Childhood Asthma: Know the Signs and Symptoms

Huong Fralin's picture
By Huong Fralin on August 26, 2019

Did you know that more children are hospitalized for asthma in September than at any other time of the year?

“Back-to-school time is a peak time for asthma symptoms because that’s when viruses spark,” says Laura Dziadzio, M.D., a Carilion Children’s pediatric pulmonology and allergy expert.

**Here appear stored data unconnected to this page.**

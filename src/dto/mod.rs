pub mod auth;
pub mod orders;
pub mod products;
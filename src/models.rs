use std::{fmt, str::FromStr};

use chrono::{DateTime, Utc};
use rust_decimal::Decimal;
use sea_orm::{DeriveActiveEnum, EnumIter, sea_query::StringLen};
use serde::{Deserialize, Serialize};
use utoipa::ToSchema;

use crate::error::AppError;

#[derive(Debug, Serialize, Deserialize, ToSchema)]
pub struct User {
    pub id: i64,
    pub username: String,
    pub email: String,
    pub role: Role,
    pub created_at: DateTime<Utc>,
}

#[derive(Debug, Clone, Serialize, Deserialize, ToSchema)]
pub struct Product {
    pub id: i64,
    pub name: String,
    pub description: String,
    pub price: Decimal,
    pub stock: i32,
    pub category: String,
    pub image: String,
    pub created_at: DateTime<Utc>,
    pub updated_at: DateTime<Utc>,
}

#[derive(Debug, Clone, Copy, PartialEq, Eq, Serialize, Deserialize, ToSchema)]
#[serde(rename_all = "lowercase")]
pub enum Role {
    User,
    Admin,
}

impl Role {
    pub fn as_str(&self) -> &'static str {
        match self {
            Role::User => "user",
            Role::Admin => "admin",
        }
    }
}

impl FromStr for Role {
    type Err = AppError;

    fn from_str(value: &str) -> Result<Self, Self::Err> {
        match value {
            "user" => Ok(Role::User),
            "admin" => Ok(Role::Admin),
            other => Err(AppError::Unauthorized(format!("Unknown role {other}"))),
        }
    }
}

/// Lifecycle of an order. Any status may be assigned from any other.
#[derive(
    Debug,
    Clone,
    Copy,
    PartialEq,
    Eq,
    Hash,
    EnumIter,
    DeriveActiveEnum,
    Serialize,
    Deserialize,
    ToSchema,
)]
#[sea_orm(rs_type = "String", db_type = "String(StringLen::N(20))")]
#[serde(rename_all = "lowercase")]
pub enum OrderStatus {
    #[sea_orm(string_value = "pending")]
    Pending,
    #[sea_orm(string_value = "despachado")]
    Despachado,
    #[sea_orm(string_value = "entregado")]
    Entregado,
}

impl OrderStatus {
    pub const ALL: [OrderStatus; 3] = [
        OrderStatus::Pending,
        OrderStatus::Despachado,
        OrderStatus::Entregado,
    ];

    pub fn as_str(&self) -> &'static str {
        match self {
            OrderStatus::Pending => "pending",
            OrderStatus::Despachado => "despachado",
            OrderStatus::Entregado => "entregado",
        }
    }
}

impl fmt::Display for OrderStatus {
    fn fmt(&self, f: &mut fmt::Formatter<'_>) -> fmt::Result {
        f.write_str(self.as_str())
    }
}

impl FromStr for OrderStatus {
    type Err = AppError;

    fn from_str(value: &str) -> Result<Self, Self::Err> {
        OrderStatus::ALL
            .into_iter()
            .find(|status| status.as_str() == value)
            .ok_or_else(|| AppError::InvalidStatus(value.to_string()))
    }
}

#[cfg(test)]
mod tests {
    use super::*;

    #[test]
    fn parses_every_known_status() {
        for status in OrderStatus::ALL {
            assert_eq!(status.as_str().parse::<OrderStatus>().unwrap(), status);
        }
    }

    #[test]
    fn rejects_unknown_and_differently_cased_status() {
        for raw in ["shipped", "", "Pending", "ENTREGADO", " pending"] {
            let err = raw.parse::<OrderStatus>().unwrap_err();
            assert!(matches!(err, AppError::InvalidStatus(ref v) if v == raw));
        }
    }

    #[test]
    fn status_serializes_as_lowercase_literal() {
        let json = serde_json::to_string(&OrderStatus::Despachado).unwrap();
        assert_eq!(json, "\"despachado\"");
    }

    #[test]
    fn role_round_trips_through_its_literal() {
        assert_eq!("admin".parse::<Role>().unwrap(), Role::Admin);
        assert_eq!(Role::User.as_str(), "user");
        assert!("root".parse::<Role>().is_err());
    }
}
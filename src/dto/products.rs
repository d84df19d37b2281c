use rust_decimal::Decimal;
use serde::Deserialize;
use utoipa::ToSchema;
use validator::{Validate, ValidationError};

#[derive(Debug, Deserialize, ToSchema, Validate)]
pub struct CreateProductRequest {
    #[validate(length(min = 1, max = 255, message = "name must be 1-255 characters"))]
    pub name: String,
    #[serde(default)]
    pub description: String,
    #[validate(custom(function = "valid_price"))]
    pub price: Decimal,
    #[validate(range(min = 0, message = "stock cannot be negative"))]
    pub stock: i32,
    #[serde(default)]
    #[validate(length(max = 100, message = "category must be at most 100 characters"))]
    pub category: String,
    #[serde(default)]
    pub image: String,
}

/// Partial update: absent fields keep their stored value.
#[derive(Debug, Default, Deserialize, ToSchema, Validate)]
pub struct UpdateProductRequest {
    #[validate(length(min = 1, max = 255, message = "name must be 1-255 characters"))]
    pub name: Option<String>,
    pub description: Option<String>,
    #[validate(custom(function = "valid_price"))]
    pub price: Option<Decimal>,
    #[validate(range(min = 0, message = "stock cannot be negative"))]
    pub stock: Option<i32>,
    #[validate(length(max = 100, message = "category must be at most 100 characters"))]
    pub category: Option<String>,
    pub image: Option<String>,
}

/// Prices are stored as `NUMERIC(12, 2)`: at most ten integer digits and two
/// decimal places.
fn valid_price(price: &Decimal) -> Result<(), ValidationError> {
    let (code, message) = if *price < Decimal::ZERO {
        ("non_negative", "price cannot be negative")
    } else if *price >= Decimal::from(10_000_000_000_i64) {
        ("max_price", "price must be below 10000000000")
    } else if price.normalize().scale() > 2 {
        ("price_scale", "price can have at most two decimal places")
    } else {
        return Ok(());
    };

    let mut err = ValidationError::new(code);
    err.message = Some(message.into());
    Err(err)
}
use utoipa::{
    Modify, OpenApi,
    openapi::{
        self,
        OpenApi as OpenApiSpec,
        security::{HttpAuthScheme, HttpBuilder, SecurityScheme},
    },
};
use utoipa_scalar::{Scalar, Servable};

use crate::{
    dto::{
        auth::{LoginRequest, LoginResponse, RegisterRequest},
        orders::{
            AdminOrderWithItems, CartLine, CreateOrderRequest, OrderCreated, OrderHeader,
            OrderItemView, OrderStatusUpdated, OrderWithItems, ProductSnapshot,
            UpdateOrderStatusRequest, UserSnapshot,
        },
        products::{CreateProductRequest, UpdateProductRequest},
    },
    models::{OrderStatus, Product, Role, User},
    routes::{auth, health, orders, params, products},
};

struct SecurityAddon;

impl Modify for SecurityAddon {
    fn modify(&self, openapi: &mut openapi::OpenApi) {
        let components = openapi.components.get_or_insert_with(Default::default);
        components.add_security_scheme(
            "bearer_auth",
            SecurityScheme::Http(
                HttpBuilder::new()
                    .scheme(HttpAuthScheme::Bearer)
                    .bearer_format("JWT")
                    .build(),
            ),
        );
    }
}

#[derive(OpenApi)]
#[openapi(
    paths(
        health::health_check,
        auth::login,
        auth::register,
        products::list_products,
        products::create_product,
        products::get_product,
        products::update_product,
        products::delete_product,
        orders::create_order,
        orders::my_orders,
        orders::list_all_orders,
        orders::update_order_status,
    ),
    components(
        schemas(
            User,
            Role,
            Product,
            OrderStatus,
            RegisterRequest,
            LoginRequest,
            LoginResponse,
            CreateProductRequest,
            UpdateProductRequest,
            CreateOrderRequest,
            CartLine,
            OrderCreated,
            UpdateOrderStatusRequest,
            OrderStatusUpdated,
            OrderHeader,
            OrderItemView,
            ProductSnapshot,
            UserSnapshot,
            OrderWithItems,
            AdminOrderWithItems,
            params::ProductQuery,
            health::HealthData,
        )
    ),
    modifiers(&SecurityAddon),
    tags(
        (name = "Health", description = "Health check endpoint"),
        (name = "Auth", description = "Registration and login"),
        (name = "Products", description = "Product catalog"),
        (name = "Orders", description = "Order placement and tracking"),
    )
)]
pub struct ApiDoc;

pub fn scalar_docs() -> Scalar<OpenApiSpec> {
    Scalar::with_url("/docs", ApiDoc::openapi())
}
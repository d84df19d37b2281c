use axum::{
    extract::rejection::{JsonRejection, PathRejection, QueryRejection},
    http::StatusCode,
    response::{IntoResponse, Response},
};
use serde::Serialize;
use thiserror::Error;
use validator::ValidationErrors;

use crate::response::ApiResponse;

#[derive(Debug, Error)]
pub enum AppError {
    #[error("{0} not found")]
    NotFound(&'static str),

    #[error("{0}")]
    Validation(String),

    #[error("Invalid cart: {0}")]
    InvalidCart(String),

    #[error("Insufficient stock for product {product_id}: requested {requested}, available {available}")]
    InsufficientStock {
        product_id: i64,
        requested: i64,
        available: i32,
    },

    #[error("Invalid order status {0:?}")]
    InvalidStatus(String),

    #[error("Unauthorized: {0}")]
    Unauthorized(String),

    #[error("Forbidden")]
    Forbidden,

    #[error("Database error")]
    DbError(#[from] sqlx::Error),

    #[error("ORM error")]
    OrmError(#[from] sea_orm::DbErr),

    #[error("Internal Server Error")]
    Internal(#[from] anyhow::Error),
}

impl AppError {
    pub fn status_code(&self) -> StatusCode {
        match self {
            AppError::NotFound(_) => StatusCode::NOT_FOUND,
            AppError::Validation(_)
            | AppError::InvalidCart(_)
            | AppError::InsufficientStock { .. }
            | AppError::InvalidStatus(_) => StatusCode::BAD_REQUEST,
            AppError::Unauthorized(_) => StatusCode::UNAUTHORIZED,
            AppError::Forbidden => StatusCode::FORBIDDEN,
            AppError::DbError(_) | AppError::OrmError(_) | AppError::Internal(_) => {
                StatusCode::INTERNAL_SERVER_ERROR
            }
        }
    }
}

impl From<ValidationErrors> for AppError {
    fn from(errors: ValidationErrors) -> Self {
        AppError::Validation(errors.to_string())
    }
}

impl From<JsonRejection> for AppError {
    fn from(rejection: JsonRejection) -> Self {
        AppError::Validation(rejection.body_text())
    }
}

impl From<PathRejection> for AppError {
    fn from(rejection: PathRejection) -> Self {
        AppError::Validation(rejection.body_text())
    }
}

impl From<QueryRejection> for AppError {
    fn from(rejection: QueryRejection) -> Self {
        AppError::Validation(rejection.body_text())
    }
}

#[derive(Serialize)]
struct ErrorData {
    error: String,
}

impl IntoResponse for AppError {
    fn into_response(self) -> Response {
        let status = self.status_code();

        // 5xx bodies never carry the underlying cause.
        let message = if status.is_server_error() {
            match &self {
                AppError::DbError(err) => tracing::error!(error = %err, "database error"),
                AppError::OrmError(err) => tracing::error!(error = %err, "orm error"),
                AppError::Internal(err) => tracing::error!(error = ?err, "internal error"),
                _ => {}
            }
            "Internal Server Error".to_string()
        } else {
            self.to_string()
        };

        let body = ApiResponse {
            message: message.clone(),
            data: Some(ErrorData { error: message }),
        };

        (status, axum::Json(body)).into_response()
    }
}

pub type AppResult<T> = Result<T, AppError>;
use axum::{
    extract::{FromRef, FromRequestParts},
    http::{header, request::Parts},
};

use crate::{
    error::AppError,
    models::Role,
    services::auth_service::verify_token,
    state::AppState,
};

/// Identity decoded from a bearer token.
#[derive(Debug, Clone)]
pub struct AuthUser {
    pub user_id: i64,
    pub role: Role,
}

/// An [`AuthUser`] whose role is admin.
#[derive(Debug, Clone)]
pub struct AdminUser(pub AuthUser);

pub fn ensure_role(user: &AuthUser, role: Role) -> Result<(), AppError> {
    if user.role != role {
        return Err(AppError::Forbidden);
    }
    Ok(())
}

pub fn ensure_admin(user: &AuthUser) -> Result<(), AppError> {
    ensure_role(user, Role::Admin)
}

impl<S> FromRequestParts<S> for AuthUser
where
    AppState: FromRef<S>,
    S: Send + Sync,
{
    type Rejection = AppError;

    async fn from_request_parts(parts: &mut Parts, state: &S) -> Result<Self, Self::Rejection> {
        let auth_header = parts
            .headers
            .get(header::AUTHORIZATION)
            .ok_or_else(|| AppError::Unauthorized("Missing Authorization header".into()))?;

        let auth_str = auth_header
            .to_str()
            .map_err(|_| AppError::Unauthorized("Invalid Authorization header".into()))?;

        let token = auth_str
            .strip_prefix("Bearer ")
            .map(str::trim)
            .filter(|t| !t.is_empty())
            .ok_or_else(|| AppError::Unauthorized("Invalid Authorization scheme".into()))?;

        let state = AppState::from_ref(state);
        verify_token(token, &state.auth)
    }
}

impl<S> FromRequestParts<S> for AdminUser
where
    AppState: FromRef<S>,
    S: Send + Sync,
{
    type Rejection = AppError;

    async fn from_request_parts(parts: &mut Parts, state: &S) -> Result<Self, Self::Rejection> {
        let user = AuthUser::from_request_parts(parts, state).await?;
        ensure_admin(&user)?;
        Ok(AdminUser(user))
    }
}
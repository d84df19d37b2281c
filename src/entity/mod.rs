pub mod order_items;
pub mod orders;
pub mod products;
pub mod users;
//! Rebuilds nested order views from flat `orders ⟕ order_items ⟕ products`
//! rows.
//!
//! Rows arrive one per order item. The fold keeps the first-seen order of
//! order ids and appends items in row order. Orders without items come through
//! the LEFT JOIN as a single row whose item columns are all `NULL`; they end up
//! with an empty item list. An item whose product was deleted keeps its
//! captured price and gets a `null` product snapshot.

use std::collections::HashMap;

use chrono::Utc;
use rust_decimal::Decimal;
use sea_orm::{FromQueryResult, prelude::DateTimeWithTimeZone};

use crate::{
    dto::orders::{
        AdminOrderWithItems, OrderHeader, OrderItemView, OrderWithItems, ProductSnapshot,
        UserSnapshot,
    },
    models::OrderStatus,
};

/// A flat joined row that contributes to one order view.
pub trait JoinedOrderRow {
    type Order: HasItems;

    fn order_id(&self) -> i64;

    /// Order view for the row's order, with no items yet.
    fn start_order(&self) -> Self::Order;

    /// The item carried by this row, if any.
    fn into_item(self) -> Option<OrderItemView>;
}

pub trait HasItems {
    fn items_mut(&mut self) -> &mut Vec<OrderItemView>;
}

impl HasItems for OrderWithItems {
    fn items_mut(&mut self) -> &mut Vec<OrderItemView> {
        &mut self.order_items
    }
}

impl HasItems for AdminOrderWithItems {
    fn items_mut(&mut self) -> &mut Vec<OrderItemView> {
        &mut self.order_items
    }
}

/// Group rows by order id. Output order is the first appearance of each id.
pub fn aggregate<R: JoinedOrderRow>(rows: impl IntoIterator<Item = R>) -> Vec<R::Order> {
    let (orders, _) = rows.into_iter().fold(
        (Vec::<R::Order>::new(), HashMap::<i64, usize>::new()),
        |(mut orders, mut index), row| {
            let slot = *index.entry(row.order_id()).or_insert_with(|| {
                orders.push(row.start_order());
                orders.len() - 1
            });
            if let Some(item) = row.into_item() {
                orders[slot].items_mut().push(item);
            }
            (orders, index)
        },
    );
    orders
}

#[derive(Debug, Clone, Default, PartialEq)]
struct ItemColumns {
    order_item_id: Option<i64>,
    quantity: Option<i32>,
    item_price: Option<Decimal>,
    product_id: Option<i64>,
    product_name: Option<String>,
    product_description: Option<String>,
    product_price: Option<Decimal>,
}

impl ItemColumns {
    fn into_item(self) -> Option<OrderItemView> {
        let id = self.order_item_id?;
        let quantity = self.quantity?;
        let price = self.item_price?;
        let product = match (self.product_id, self.product_name, self.product_price) {
            (Some(id), Some(name), Some(price)) => Some(ProductSnapshot {
                id,
                name,
                description: self.product_description.unwrap_or_default(),
                price,
            }),
            _ => None,
        };
        Some(OrderItemView {
            id,
            quantity,
            price,
            product,
        })
    }
}

/// Row for a single customer's orders.
#[derive(Debug, Clone, PartialEq, FromQueryResult)]
pub struct OrderItemRow {
    pub order_id: i64,
    pub total_price: Decimal,
    pub status: OrderStatus,
    pub order_date: DateTimeWithTimeZone,
    pub order_item_id: Option<i64>,
    pub quantity: Option<i32>,
    pub item_price: Option<Decimal>,
    pub product_id: Option<i64>,
    pub product_name: Option<String>,
    pub product_description: Option<String>,
    pub product_price: Option<Decimal>,
}

fn header(
    order_id: i64,
    total_price: Decimal,
    status: OrderStatus,
    order_date: &DateTimeWithTimeZone,
) -> OrderHeader {
    OrderHeader {
        id: order_id,
        total_price,
        status,
        created_at: order_date.with_timezone(&Utc),
    }
}

impl JoinedOrderRow for OrderItemRow {
    type Order = OrderWithItems;

    fn order_id(&self) -> i64 {
        self.order_id
    }

    fn start_order(&self) -> OrderWithItems {
        OrderWithItems {
            order: header(self.order_id, self.total_price, self.status, &self.order_date),
            order_items: Vec::new(),
        }
    }

    fn into_item(self) -> Option<OrderItemView> {
        ItemColumns {
            order_item_id: self.order_item_id,
            quantity: self.quantity,
            item_price: self.item_price,
            product_id: self.product_id,
            product_name: self.product_name,
            product_description: self.product_description,
            product_price: self.product_price,
        }
        .into_item()
    }
}

/// Row for the all-orders listing; carries the ordering user.
#[derive(Debug, Clone, PartialEq, FromQueryResult)]
pub struct AdminOrderItemRow {
    pub order_id: i64,
    pub total_price: Decimal,
    pub status: OrderStatus,
    pub order_date: DateTimeWithTimeZone,
    pub user_id: i64,
    pub username: String,
    pub order_item_id: Option<i64>,
    pub quantity: Option<i32>,
    pub item_price: Option<Decimal>,
    pub product_id: Option<i64>,
    pub product_name: Option<String>,
    pub product_description: Option<String>,
    pub product_price: Option<Decimal>,
}

impl JoinedOrderRow for AdminOrderItemRow {
    type Order = AdminOrderWithItems;

    fn order_id(&self) -> i64 {
        self.order_id
    }

    fn start_order(&self) -> AdminOrderWithItems {
        AdminOrderWithItems {
            order: header(self.order_id, self.total_price, self.status, &self.order_date),
            user: UserSnapshot {
                id: self.user_id,
                username: self.username.clone(),
            },
            order_items: Vec::new(),
        }
    }

    fn into_item(self) -> Option<OrderItemView> {
        ItemColumns {
            order_item_id: self.order_item_id,
            quantity: self.quantity,
            item_price: self.item_price,
            product_id: self.product_id,
            product_name: self.product_name,
            product_description: self.product_description,
            product_price: self.product_price,
        }
        .into_item()
    }
}

pub(crate) const MY_ORDERS_SQL: &str = r#"
    SELECT
        o.id AS order_id,
        o.total_price,
        o.status,
        o.created_at AS order_date,
        oi.id AS order_item_id,
        oi.quantity,
        oi.price AS item_price,
        p.id AS product_id,
        p.name AS product_name,
        p.description AS product_description,
        p.price AS product_price
    FROM orders o
    LEFT JOIN order_items oi ON oi.order_id = o.id
    LEFT JOIN products p ON p.id = oi.product_id
    WHERE o.user_id = $1
    ORDER BY o.created_at DESC, o.id DESC, oi.id ASC
"#;

pub(crate) const ALL_ORDERS_SQL: &str = r#"
    SELECT
        o.id AS order_id,
        o.total_price,
        o.status,
        o.created_at AS order_date,
        u.id AS user_id,
        u.username,
        oi.id AS order_item_id,
        oi.quantity,
        oi.price AS item_price,
        p.id AS product_id,
        p.name AS product_name,
        p.description AS product_description,
        p.price AS product_price
    FROM orders o
    INNER JOIN users u ON u.id = o.user_id
    LEFT JOIN order_items oi ON oi.order_id = o.id
    LEFT JOIN products p ON p.id = oi.product_id
    ORDER BY o.created_at DESC, o.id DESC, oi.id ASC
"#;

#[cfg(test)]
mod tests {
    use chrono::DateTime;
    use rust_decimal_macros::dec;

    use super::*;

    fn row(order_id: i64, item_id: Option<i64>) -> OrderItemRow {
        OrderItemRow {
            order_id,
            total_price: dec!(20.00),
            status: OrderStatus::Pending,
            order_date: DateTime::<Utc>::UNIX_EPOCH.fixed_offset(),
            order_item_id: item_id,
            quantity: item_id.map(|_| 2),
            item_price: item_id.map(|_| dec!(10.00)),
            product_id: item_id.map(|_| 1),
            product_name: item_id.map(|_| "Ferris Mug".to_string()),
            product_description: item_id.map(|_| "Mug".to_string()),
            product_price: item_id.map(|_| dec!(12.00)),
        }
    }

    #[test]
    fn groups_items_under_first_seen_order() {
        let rows = vec![
            row(9, Some(1)),
            row(4, Some(2)),
            row(9, Some(3)),
            row(4, Some(4)),
            row(9, Some(5)),
        ];
        let orders = aggregate(rows);
        assert_eq!(orders.len(), 2);
        assert_eq!(orders[0].order.id, 9);
        assert_eq!(orders[1].order.id, 4);
        let ids: Vec<i64> = orders[0].order_items.iter().map(|i| i.id).collect();
        assert_eq!(ids, vec![1, 3, 5]);
        assert_eq!(orders[1].order_items.len(), 2);
    }

    #[test]
    fn item_keeps_captured_price_separate_from_current_product_price() {
        let orders = aggregate(vec![row(1, Some(7))]);
        let item = &orders[0].order_items[0];
        assert_eq!(item.price, dec!(10.00));
        assert_eq!(item.product.as_ref().unwrap().price, dec!(12.00));
    }

    #[test]
    fn order_without_items_has_empty_item_list() {
        let orders = aggregate(vec![row(3, None)]);
        assert_eq!(orders.len(), 1);
        assert!(orders[0].order_items.is_empty());
    }

    #[test]
    fn deleted_product_yields_null_snapshot() {
        let mut r = row(5, Some(8));
        r.product_id = None;
        r.product_name = None;
        r.product_description = None;
        r.product_price = None;
        let orders = aggregate(vec![r]);
        let item = &orders[0].order_items[0];
        assert_eq!(item.quantity, 2);
        assert!(item.product.is_none());
    }

    #[test]
    fn admin_rows_carry_user_snapshot() {
        let rows = vec![
            AdminOrderItemRow {
                order_id: 1,
                total_price: dec!(5.00),
                status: OrderStatus::Entregado,
                order_date: DateTime::<Utc>::UNIX_EPOCH.fixed_offset(),
                user_id: 77,
                username: "ana".into(),
                order_item_id: Some(1),
                quantity: Some(1),
                item_price: Some(dec!(5.00)),
                product_id: Some(3),
                product_name: Some("Sticker".into()),
                product_description: Some(String::new()),
                product_price: Some(dec!(5.00)),
            };
            2
        ];
        let orders = aggregate(rows);
        assert_eq!(orders.len(), 1);
        assert_eq!(orders[0].user.id, 77);
        assert_eq!(orders[0].user.username, "ana");
        assert_eq!(orders[0].order_items.len(), 2);
    }

    #[test]
    fn empty_input_yields_no_orders() {
        assert!(aggregate(Vec::<OrderItemRow>::new()).is_empty());
    }
}
use sea_orm::entity::prelude::*;

#[derive(Clone, Debug, PartialEq, DeriveEntityModel)]
#[sea_orm(table_name = "order_items")]
pub struct Model {
    #[sea_orm(primary_key)]
    pub id: i64,
    pub order_id: i64,
    pub product_id: i64,
    pub quantity: i32,
    /// Unit price captured when the order was placed.
    #[sea_orm(column_type = "Decimal(Some((12, 2)))")]
    pub price: Decimal,
    pub created_at: DateTimeWithTimeZone,
}

#[derive(Copy, Clone, Debug, EnumIter, DeriveRelation)]
pub enum Relation {
    #[sea_orm(
        belongs_to = "super::orders::Entity",
        from = "Column::OrderId",
        to = "super::orders::Column::Id"
    )]
    Orders,
}

impl Related<super::orders::Entity> for Entity {
    fn to() -> RelationDef {
        Relation::Orders.def()
    }
}

impl ActiveModelBehavior for ActiveModel {}
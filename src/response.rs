use serde::Serialize;
use utoipa::ToSchema;

#[derive(Debug, Serialize, ToSchema)]
pub struct ApiResponse<T> {
    pub message: String,
    pub data: Option<T>,
}

impl<T: Serialize> ApiResponse<T> {
    pub fn success(message: impl Into<String>, data: T) -> Self {
        Self {
            message: message.into(),
            data: Some(data),
        }
    }
}

impl ApiResponse<serde_json::Value> {
    pub fn message(message: impl Into<String>) -> Self {
        Self {
            message: message.into(),
            data: None,
        }
    }
}
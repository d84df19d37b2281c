use serde_json::Value;
use uuid::Uuid;

use crate::{db::DbPool, error::AppResult};

#[derive(Debug, Clone, Copy, PartialEq, Eq)]
pub enum AuditAction {
    UserRegister,
    UserLogin,
    ProductCreate,
    ProductUpdate,
    ProductDelete,
    OrderPlace,
    OrderStatusUpdate,
}

impl AuditAction {
    pub fn as_str(&self) -> &'static str {
        match self {
            AuditAction::UserRegister => "user_register",
            AuditAction::UserLogin => "user_login",
            AuditAction::ProductCreate => "product_create",
            AuditAction::ProductUpdate => "product_update",
            AuditAction::ProductDelete => "product_delete",
            AuditAction::OrderPlace => "order_place",
            AuditAction::OrderStatusUpdate => "order_status_update",
        }
    }

    pub fn resource(&self) -> &'static str {
        match self {
            AuditAction::UserRegister | AuditAction::UserLogin => "users",
            AuditAction::ProductCreate | AuditAction::ProductUpdate | AuditAction::ProductDelete => {
                "products"
            }
            AuditAction::OrderPlace | AuditAction::OrderStatusUpdate => "orders",
        }
    }
}

pub async fn log_audit(
    pool: &DbPool,
    user_id: Option<i64>,
    action: AuditAction,
    metadata: Option<Value>,
) -> AppResult<()> {
    sqlx::query(
        r#"
        INSERT INTO audit_logs (id, user_id, action, resource, metadata)
        VALUES ($1, $2, $3, $4, $5)
        "#,
    )
    .bind(Uuid::new_v4())
    .bind(user_id)
    .bind(action.as_str())
    .bind(action.resource())
    .bind(metadata)
    .execute(pool)
    .await?;

    Ok(())
}

/// Best-effort audit write: failures are logged and swallowed.
pub async fn record(pool: &DbPool, user_id: Option<i64>, action: AuditAction, metadata: Value) {
    if let Err(err) = log_audit(pool, user_id, action, Some(metadata)).await {
        tracing::warn!(error = %err, action = action.as_str(), "audit log failed");
    }
}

“There are also certain kinds of mold that peak in the fall which can trigger symptoms for those with more significant asthma.”

What is asthma?
Asthma is a respiratory condition that makes it harder to move air in and out of your lungs. It’s known as “reversible airway obstruction,” and can be minor, or significant enough that it can interfere with daily activities, such as running and exercising.

Symptoms include:

  • Shortness of breath
  • Chest tightness or pain
  • Trouble sleeping caused by shortness of breath, coughing or wheezing
  • A whistling or wheezing sound when exhaling
  • Coughing or wheezing attacks that are worsened by a respiratory virus, such as a cold or flu

According to the Asthma and Allergy Foundation of America, factors that can trigger an asthma attack include:

  • Environmental allergens such as pollen, dust mites, mold spores and pet dander
  • Cold weather when the air is dry
  • Exercise
  • Respiratory illness
  • Airborne substances such as chemical fumes, gases, dust and smoke

“Cockroaches can also be a huge trigger for asthma," says Dr. Dziadzio. “Not many people know this, but cockroaches also have dander.”

When should your child see a doctor?
“If your child is waking up in the middle of the night, coughing or wheezing when they don’t have a cold, that can be a red flag,” says Dr. Dziadzio.

If your child also has seasonal or food allergies or eczema, they’re often at a higher risk for asthma. It can also be genetic, so make sure to mention any family history of asthma to your child’s pediatrician.

Pulmonary function tests can be given to a child who is at least five-years-old, which can provide information about how much air they can blow out, and how quickly they can do so.

“The thing with asthma is that it’s not so much about the total lung volume,” explains Dr. Dziadzio. “They may be able to get nice big breaths in, but it takes longer for them to blow the air out.”

The important thing to remember is that asthma can be controlled, or even outgrown. Just because your child may be asthmatic, it doesn’t mean that they can’t play sports or have fun on the playground.

“Rescue inhalers can not only be helpful in calming asthma symptoms, but it can also be used 15 minutes before your child is scheduled to exercise or play a sport to prevent them from having problems,” says Dr. Dziadzio.

Severe asthma attacks can be life-threatening. If your child is experiencing rapid worsening of shortness of breath or wheezing, or no improvement after using an inhaler, seek emergency treatment. If you suspect that your child may have asthma, consult with your child’s pediatrician to determine whether they should be tested, or referred to a specialist.